* [EXTRACTED ENTRIES]:
·····

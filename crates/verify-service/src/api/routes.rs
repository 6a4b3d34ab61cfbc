use super::{SUCCESS_PAGE_PATH, VERIFY_PAGE_PATH};
use crate::error::VerifyError;
use crate::state::VerifyServiceState;
use axum::{
    extract::{
        multipart::{Multipart, MultipartError, MultipartRejection},
        rejection::JsonRejection,
        State,
    },
    http::StatusCode,
    response::{Html, IntoResponse},
    Json,
};
use serde::{Deserialize, Serialize};
use serde_json::json;

const IC_FIELD: &str = "ic_image";

/// A body over the size limit is reported as such; any other multipart
/// failure means the form carried no usable file part.
fn multipart_failure(e: MultipartError) -> VerifyError {
    if e.status() == StatusCode::PAYLOAD_TOO_LARGE {
        tracing::warn!(error = %e, "IC upload exceeds the body limit");
        VerifyError::PayloadTooLarge
    } else {
        tracing::debug!(error = %e, "malformed multipart body");
        VerifyError::NoFilePart
    }
}

/// Reply to a successful IC upload
#[derive(Debug, Serialize, Deserialize)]
pub struct UploadResponse {
    pub status: String,
    pub message: String,
    pub redirect: String,
}

/// Live frame submitted by the verification page or the mobile client
#[derive(Debug, Default, Serialize, Deserialize)]
pub struct FrameRequest {
    /// Base64 image, optionally prefixed with a data-URL header
    #[serde(default)]
    pub image: Option<String>,
}

/// Verdict for one live frame
#[derive(Debug, Serialize, Deserialize)]
pub struct FrameResponse {
    /// "success" or "fail"
    pub status: String,
    pub score: u8,
    pub message: String,
    #[serde(default, skip_serializing_if = "Option::is_none")]
    pub redirect: Option<String>,
}

pub async fn index() -> Html<&'static str> {
    Html(include_str!("../../templates/index.html"))
}

pub async fn verify_page() -> Html<&'static str> {
    Html(include_str!("../../templates/verify.html"))
}

pub async fn success_page() -> Html<&'static str> {
    Html(include_str!("../../templates/success.html"))
}

/// Enroll the identity document sent as multipart field `ic_image`
pub async fn upload_ic(
    State(state): State<VerifyServiceState>,
    multipart: Result<Multipart, MultipartRejection>,
) -> Result<Json<UploadResponse>, VerifyError> {
    let mut multipart = multipart.map_err(|e| {
        tracing::debug!(error = %e, "upload is not a multipart form");
        VerifyError::NoFilePart
    })?;

    let mut upload = None;
    loop {
        let field = match multipart.next_field().await {
            Ok(Some(field)) => field,
            Ok(None) => break,
            Err(e) => return Err(multipart_failure(e)),
        };

        // Only file parts count; a plain form value with the same name does not.
        if field.name() != Some(IC_FIELD) {
            continue;
        }
        let Some(file_name) = field.file_name().map(str::to_owned) else {
            continue;
        };
        if file_name.is_empty() {
            return Err(VerifyError::EmptyFilename);
        }

        let bytes = field.bytes().await.map_err(multipart_failure)?;
        upload = Some((file_name, bytes));
        break;
    }

    let (file_name, bytes) = upload.ok_or(VerifyError::NoFilePart)?;
    tracing::info!(file_name = %file_name, size = bytes.len(), "IC upload received");

    let enrollment = state.enroll_identity(&bytes).await?;
    tracing::info!(
        photo = %enrollment.photo_reference,
        persisted = enrollment.persisted,
        face = ?enrollment.face,
        "IC enrollment complete"
    );

    Ok(Json(UploadResponse {
        status: "success".to_string(),
        message: "IC uploaded successfully".to_string(),
        redirect: VERIFY_PAGE_PATH.to_string(),
    }))
}

/// Check a live camera frame against the enrolled identity
pub async fn process_frame(
    State(state): State<VerifyServiceState>,
    payload: Result<Json<FrameRequest>, JsonRejection>,
) -> Result<Json<FrameResponse>, VerifyError> {
    let Json(request) = payload.map_err(|e| {
        if e.status() == StatusCode::PAYLOAD_TOO_LARGE {
            tracing::warn!(error = %e, "frame exceeds the body limit");
            return VerifyError::PayloadTooLarge;
        }
        tracing::debug!(error = %e, "frame request is not valid JSON");
        VerifyError::MissingImageData
    })?;

    let frame = request
        .image
        .filter(|image| !image.is_empty())
        .ok_or(VerifyError::MissingImageData)?;

    let verification = state.verify_frame(&frame).await?;
    let decision = verification.decision;

    let response = if verification.stateless {
        FrameResponse {
            status: "success".to_string(),
            score: decision.score,
            message: "Identity Verified (stateless mode)".to_string(),
            redirect: Some(SUCCESS_PAGE_PATH.to_string()),
        }
    } else if decision.passed() {
        FrameResponse {
            status: "success".to_string(),
            score: decision.score,
            message: "Identity Verified".to_string(),
            redirect: Some(SUCCESS_PAGE_PATH.to_string()),
        }
    } else {
        FrameResponse {
            status: "fail".to_string(),
            score: decision.score,
            message: "Face mismatch".to_string(),
            redirect: None,
        }
    };

    Ok(Json(response))
}

/// Health check endpoint
pub async fn health(State(state): State<VerifyServiceState>) -> impl IntoResponse {
    let mode = if state.is_stateless() {
        "stateless"
    } else {
        "stateful"
    };

    (
        StatusCode::OK,
        Json(json!({
            "status": "ok",
            "message": "Backend is running",
            "mode": mode,
            "store": state.store_kind(),
            "warmup": state.warmup_status().await.as_str(),
        })),
    )
}

/// Metrics endpoint (Prometheus format)
pub async fn metrics() -> impl IntoResponse {
    match telemetry::metrics::gather_text() {
        Ok(text) => text.into_response(),
        Err(e) => {
            tracing::error!("Failed to encode metrics: {}", e);
            (StatusCode::INTERNAL_SERVER_ERROR, "Failed to encode metrics").into_response()
        }
    }
}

·····

* [PROBLEM REQUIREMENTS]: Your answer must consist solely of the lines from the top of the entries above through the line containing "any other multipart", copied exactly, both ends included.

* [REPLY TO THE TASK]:
filename crates/verify-service/src/api/routes.rs
repository 6a4b3d34ab61cfbc
use super::{SUCCESS_PAGE_PATH, VERIFY_PAGE_PATH};
use crate::error::VerifyError;
use crate::state::VerifyServiceState;
use axum::{
    extract::{
        multipart::{Multipart, MultipartError, MultipartRejection},
        rejection::JsonRejection,
        State,
    },
    http::StatusCode,
    response::{Html, IntoResponse},
    Json,
};
use serde::{Deserialize, Serialize};
use serde_json::json;

const IC_FIELD: &str = "ic_image";

/// A body over the size limit is reported as such; any other multipart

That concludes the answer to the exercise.